**WORK TO COMPLETE**.
Please write out the records exactly.

**MATERIALS PROVIDED**.
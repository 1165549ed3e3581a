//! # Gatehouse Server
//!
//! Registration, login/logout and role administration over HTTP.
//!
//! Accounts and roles live in PostgreSQL when `DATABASE_URL` is set and in
//! memory otherwise. Sessions are tracked in-process.

use std::sync::Arc;

use anyhow::{Context, anyhow, bail};
use clap::{Args as ClapArgs, Parser, Subcommand};
use gatehouse_core::{
    application::BootstrapService,
    identity::{IdentityManager, IdentityResult},
};
use gatehouse_server::{
    create_app,
    infra::{
        config::{Config, ConfigLoad},
        startup::{
            SESSION_PURGE_INTERVAL, build_crypto, build_services, open_repository,
            spawn_session_purge,
        },
    },
};
use tracing::{info, warn};
use tracing_subscriber::{layer::SubscriberExt, util::SubscriberInitExt};

/// CLI entry point
#[derive(Parser, Debug)]
#[command(name = "gatehouse-server")]
#[command(about = "User registration, login and role administration server")]
struct Cli {
    #[command(subcommand)]
    command: Option<Command>,

    #[command(flatten)]
    serve: ServeArgs,
}

#[derive(ClapArgs, Debug, Clone)]
struct ServeArgs {
    /// Server port (overrides config)
    #[arg(short, long, env = "SERVER_PORT")]
    port: Option<u16>,

    /// Server host (overrides config)
    #[arg(long, env = "SERVER_HOST")]
    host: Option<String>,
}

#[derive(Debug, Subcommand)]
enum Command {
    #[command(subcommand)]
    Db(DbCommand),
    #[command(subcommand)]
    User(UserCommand),
}

#[derive(Debug, Subcommand)]
enum DbCommand {
    /// Apply database migrations and exit
    Migrate,
}

#[derive(Debug, Subcommand)]
enum UserCommand {
    /// Create a user in the configured database, optionally placing it in a
    /// role (created if missing). Used to bootstrap the first administrator.
    Create {
        #[arg(long)]
        email: String,
        #[arg(long, env = "GATEHOUSE_USER_PASSWORD", hide_env_values = true)]
        password: String,
        #[arg(long)]
        role: Option<String>,
    },
}

#[tokio::main]
async fn main() -> anyhow::Result<()> {
    // Loads .env first so clap's `env` fallbacks see it too.
    let ConfigLoad {
        mut config,
        env_file_loaded,
        warnings,
    } = Config::from_env().context("failed to load configuration")?;
    let cli = Cli::parse();

    tracing_subscriber::registry()
        .with(
            tracing_subscriber::EnvFilter::try_from_default_env()
                .unwrap_or_else(|_| "info,tower_http=warn".into()),
        )
        .with(tracing_subscriber::fmt::layer())
        .init();

    if env_file_loaded {
        info!("loaded .env file");
    }
    for warning in &warnings {
        warn!("{warning}");
    }

    if let Some(port) = cli.serve.port {
        config.server_port = port;
    }
    if let Some(host) = cli.serve.host.clone() {
        config.server_host = host;
    }

    match cli.command {
        Some(Command::Db(DbCommand::Migrate)) => run_db_migrate(&config).await,
        Some(Command::User(UserCommand::Create {
            email,
            password,
            role,
        })) => run_user_create(&config, &email, &password, role.as_deref()).await,
        None => run_server(config).await,
    }
}

#[cfg(feature = "database")]
async fn run_db_migrate(config: &Config) -> anyhow::Result<()> {
    let url = config
        .database_url
        .as_deref()
        .context("DATABASE_URL must be set to run migrations")?;
    let pool = gatehouse_server::infra::startup::connect(url).await?;
    gatehouse_core::MIGRATOR
        .run(&pool)
        .await
        .context("database migration failed")?;
    info!("Database migrations applied successfully");
    Ok(())
}

#[cfg(not(feature = "database"))]
async fn run_db_migrate(_config: &Config) -> anyhow::Result<()> {
    bail!("this build has no database support")
}

async fn run_user_create(
    config: &Config,
    email: &str,
    password: &str,
    role: Option<&str>,
) -> anyhow::Result<()> {
    if config.database_url.is_none() {
        bail!("DATABASE_URL must be set; an in-memory user would vanish on exit");
    }

    let crypto = build_crypto(config)?;
    let repo = open_repository(config).await?;
    let store = Arc::new(IdentityManager::new(
        repo,
        crypto,
        config.password_policy.clone(),
    ));

    match BootstrapService::new(store)
        .provision_user(email, password, role)
        .await
        .context("failed to create user")?
    {
        IdentityResult::Succeeded(user) => {
            info!(user_id = %user.id, email = %user.email, role, "user created");
            Ok(())
        }
        failed @ IdentityResult::Failed(_) => {
            Err(anyhow!("user not created: {}", failed.descriptions().join(" ")))
        }
    }
}

async fn run_server(config: Config) -> anyhow::Result<()> {
    let services = build_services(config)
        .await
        .context("failed to initialise services")?;
    spawn_session_purge(services.session_manager.clone(), SESSION_PURGE_INTERVAL);

    let addr = services.state.config.bind_address();
    if services.state.config.admin_role.is_none() {
        warn!("ADMIN_ROLE not set; /Admin routes are open to anonymous callers");
    }

    let app = create_app(services.state);
    let listener = tokio::net::TcpListener::bind(&addr)
        .await
        .with_context(|| format!("failed to bind {addr}"))?;
    info!(%addr, "Gatehouse listening");

    axum::serve(listener, app)
        .with_graceful_shutdown(shutdown_signal())
        .await
        .context("server error")?;
    info!("Gatehouse stopped");
    Ok(())
}

async fn shutdown_signal() {
    if let Err(err) = tokio::signal::ctrl_c().await {
        warn!(error = %err, "failed to listen for shutdown signal");
        std::future::pending::<()>().await;
    }
}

**PROBLEM SOLUTION**.
repository 1165549ed3e3581a
//! # Gatehouse Server
//!
//! Registration, login/logout and role administration over HTTP.
//!
//! Accounts and roles live in PostgreSQL when `DATABASE_URL` is set and in
//! memory otherwise. Sessions are tracked in-process.

use std::sync::Arc;

use anyhow::{Context, anyhow, bail};
use clap::{Args as ClapArgs, Parser, Subcommand};
use gatehouse_core::{
    application::BootstrapService,
    identity::{IdentityManager, IdentityResult},
};
use gatehouse_server::{
    create_app,
    infra::{
        config::{Config, ConfigLoad},
        startup::{
            SESSION_PURGE_INTERVAL, build_crypto, build_services, open_repository,
            spawn_session_purge,
        },
    },
};
use tracing::{info, warn};
use tracing_subscriber::{layer::SubscriberExt, util::SubscriberInitExt};

/// CLI entry point
#[derive(Parser, Debug)]
#[command(name = "gatehouse-server")]
#[command(about = "User registration, login and role administration server")]
struct Cli {
    #[command(subcommand)]
    command: Option<Command>,

    #[command(flatten)]
    serve: ServeArgs,
}

#[derive(ClapArgs, Debug, Clone)]
struct ServeArgs {
    /// Server port (overrides config)
    #[arg(short, long, env = "SERVER_PORT")]
    port: Option<u16>,

    /// Server host (overrides config)
    #[arg(long, env = "SERVER_HOST")]
    host: Option<String>,
}

#[derive(Debug, Subcommand)]
enum Command {
    #[command(subcommand)]
    Db(DbCommand),
    #[command(subcommand)]
    User(UserCommand),
}

#[derive(Debug, Subcommand)]
enum DbCommand {
    /// Apply database migrations and exit
    Migrate,
}

#[derive(Debug, Subcommand)]
enum UserCommand {
    /// Create a user in the configured database, optionally placing it in a
    /// role (created if missing). Used to bootstrap the first administrator.
    Create {
        #[arg(long)]
        email: String,
        #[arg(long, env = "GATEHOUSE_USER_PASSWORD", hide_env_values = true)]
        password: String,
        #[arg(long)]
        role: Option<String>,
    },
}

#[tokio::main]
async fn main() -> anyhow::Result<()> {
    // Loads .env first so clap's `env` fallbacks see it too.
    let ConfigLoad {
        mut config,
        env_file_loaded,
        warnings,
    } = Config::from_env().context("failed to load configuration")?;
    let cli = Cli::parse();

    tracing_subscriber::registry()
        .with(
            tracing_subscriber::EnvFilter::try_from_default_env()
                .unwrap_or_else(|_| "info,tower_http=warn".into()),
        )
        .with(tracing_subscriber::fmt::layer())
        .init();

    if env_file_loaded {
        info!("loaded .env file");
    }
    for warning in &warnings {
        warn!("{warning}");
    }

    if let Some(port) = cli.serve.port {
        config.server_port = port;
    }
    if let Some(host) = cli.serve.host.clone() {
        config.server_host = host;
    }

    match cli.command {
        Some(Command::Db(DbCommand::Migrate)) => run_db_migrate(&config).await,
        Some(Command::User(UserCommand::Create {
            email,
            password,
            role,
        })) => run_user_create(&config, &email, &password, role.as_deref()).await,
        None => run_server(config).await,
    }
}

#[cfg(feature = "database")]
async fn run_db_migrate(config: &Config) -> anyhow::Result<()> {
    let url = config
        .database_url
        .as_deref()
        .context("DATABASE_URL must be set to run migrations")?;
    let pool = gatehouse_server::infra::startup::connect(url).await?;
    gatehouse_core::MIGRATOR
        .run(&pool)
        .await
        .context("database migration failed")?;
    info!("Database migrations applied successfully");
    Ok(())
}

#[cfg(not(feature = "database"))]
async fn run_db_migrate(_config: &Config) -> anyhow::Result<()> {
    bail!("this build has no database support")
}

async fn run_user_create(
    config: &Config,
    email: &str,
    password: &str,
    role: Option<&str>,
) -> anyhow::Result<()> {
    if config.database_url.is_none() {
        bail!("DATABASE_URL must be set; an in-memory user would vanish on exit");
    }

    let crypto = build_crypto(config)?;
    let repo = open_repository(config).await?;
    let store = Arc::new(IdentityManager::new(
        repo,
        crypto,
        config.password_policy.clone(),
    ));

    match BootstrapService::new(store)
        .provision_user(email, password, role)
        .await
        .context("failed to create user")?
    {
        IdentityResult::Succeeded(user) => {
            info!(user_id = %user.id, email = %user.email, role, "user created");
            Ok(())
        }
        failed @ IdentityResult::Failed(_) => {
            Err(anyhow!("user not created: {}", failed.descriptions().join(" ")))
        }
    }
}

async fn run_server(config: Config) -> anyhow::Result<()> {
    let services = build_services(config)
        .await
        .context("failed to initialise services")?;
    spawn_session_purge(services.session_manager.clone(), SESSION_PURGE_INTERVAL);

    let addr = services.state.config.bind_address();
    if services.state.config.admin_role.is_none() {
        warn!("ADMIN_ROLE not set; /Admin routes are open to anonymous callers");
    }

    let app = create_app(services.state);
    let listener = tokio::net::TcpListener::bind(&addr)
        .await
        .with_context(|| format!("failed to bind {addr}"))?;
    info!(%addr, "Gatehouse listening");

    axum::serve(listener, app)
        .with_graceful_shutdown(shutdown_signal())
        .await
        .context("server error")?;
    info!("Gatehouse stopped");
    Ok(())
}

async fn shutdown_signal() {
    if let Err(err) = tokio::signal::ctrl_c().await {
        warn!(error = %err, "failed to listen for shutdown signal");
        std::future::pending::<()>().await;
    }
}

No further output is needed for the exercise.